*** Provided data

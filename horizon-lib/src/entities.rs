//! Line and point-of-interest entities.
//!
//! These are produced by an external parser and consumed by the bulk upload
//! transfers. They are plain immutable values.

use crate::constants::{SECTOR_COUNT, SECTOR_WIDTH_DEG};

#[cfg(feature = "serde")]
use serde::{Deserialize, Serialize};

/// One (azimuth, altitude) vertex of a line, in degrees.
#[derive(Debug, Clone, Copy, PartialEq, Default)]
#[cfg_attr(feature = "serde", derive(Serialize, Deserialize))]
pub struct LinePoint {
    pub azimuth: f32,
    pub altitude: f32,
}

impl LinePoint {
    pub fn new(azimuth: f32, altitude: f32) -> Self {
        Self { azimuth, altitude }
    }
}

/// An ordered polyline drawn over the horizon.
#[derive(Debug, Clone, PartialEq, Default)]
#[cfg_attr(feature = "serde", derive(Serialize, Deserialize))]
pub struct LineSegment {
    pub index: u16,
    pub azimuth_min: f32,
    pub azimuth_max: f32,
    pub points: Vec<LinePoint>,
}

impl LineSegment {
    /// Build a segment, deriving the azimuth bounds from its points.
    pub fn from_points(index: u16, points: Vec<LinePoint>) -> Self {
        let (azimuth_min, azimuth_max) = if points.is_empty() {
            (0.0, 0.0)
        } else {
            points.iter().fold((f32::INFINITY, f32::NEG_INFINITY), |(lo, hi), p| {
                (lo.min(p.azimuth), hi.max(p.azimuth))
            })
        };
        Self {
            index,
            azimuth_min,
            azimuth_max,
            points,
        }
    }
}

/// A named landmark shown by the device.
#[derive(Debug, Clone, PartialEq, Default)]
#[cfg_attr(feature = "serde", derive(Serialize, Deserialize))]
pub struct PointOfInterest {
    /// Azimuth sector, 0..=31
    pub sector: u8,
    pub azimuth: f32,
    pub altitude: f32,
    /// Relative importance, 0..=1
    pub importance: f32,
    /// Elevation above sea level in meters
    pub elevation: f32,
    /// Distance from the observer in meters
    pub distance: f32,
    pub name: String,
}

impl PointOfInterest {
    /// Build a point of interest with the sector derived from its azimuth.
    pub fn new(
        name: impl Into<String>,
        azimuth: f32,
        altitude: f32,
        importance: f32,
        elevation: f32,
        distance: f32,
    ) -> Self {
        Self {
            sector: sector_for_azimuth(azimuth),
            azimuth,
            altitude,
            importance: importance.clamp(0.0, 1.0),
            elevation,
            distance,
            name: name.into(),
        }
    }
}

/// Bucket an azimuth in degrees into one of the 32 sectors of 11.25°.
pub fn sector_for_azimuth(azimuth: f32) -> u8 {
    if !azimuth.is_finite() {
        return 0;
    }
    let normalized = azimuth.rem_euclid(360.0);
    ((normalized / SECTOR_WIDTH_DEG) as u8).min(SECTOR_COUNT - 1)
}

******

Prompt >> Only the lines from the first line of the records through the one containing "from its points." should be reproduced, exactly, with both of them included.

Task result >>
filename horizon-lib/src/entities.rs
//! Line and point-of-interest entities.
//!
//! These are produced by an external parser and consumed by the bulk upload
//! transfers. They are plain immutable values.

use crate::constants::{SECTOR_COUNT, SECTOR_WIDTH_DEG};

#[cfg(feature = "serde")]
use serde::{Deserialize, Serialize};

/// One (azimuth, altitude) vertex of a line, in degrees.
#[derive(Debug, Clone, Copy, PartialEq, Default)]
#[cfg_attr(feature = "serde", derive(Serialize, Deserialize))]
pub struct LinePoint {
    pub azimuth: f32,
    pub altitude: f32,
}

impl LinePoint {
    pub fn new(azimuth: f32, altitude: f32) -> Self {
        Self { azimuth, altitude }
    }
}

/// An ordered polyline drawn over the horizon.
#[derive(Debug, Clone, PartialEq, Default)]
#[cfg_attr(feature = "serde", derive(Serialize, Deserialize))]
pub struct LineSegment {
    pub index: u16,
    pub azimuth_min: f32,
    pub azimuth_max: f32,
    pub points: Vec<LinePoint>,
}

impl LineSegment {
    /// Build a segment, deriving the azimuth bounds from its points.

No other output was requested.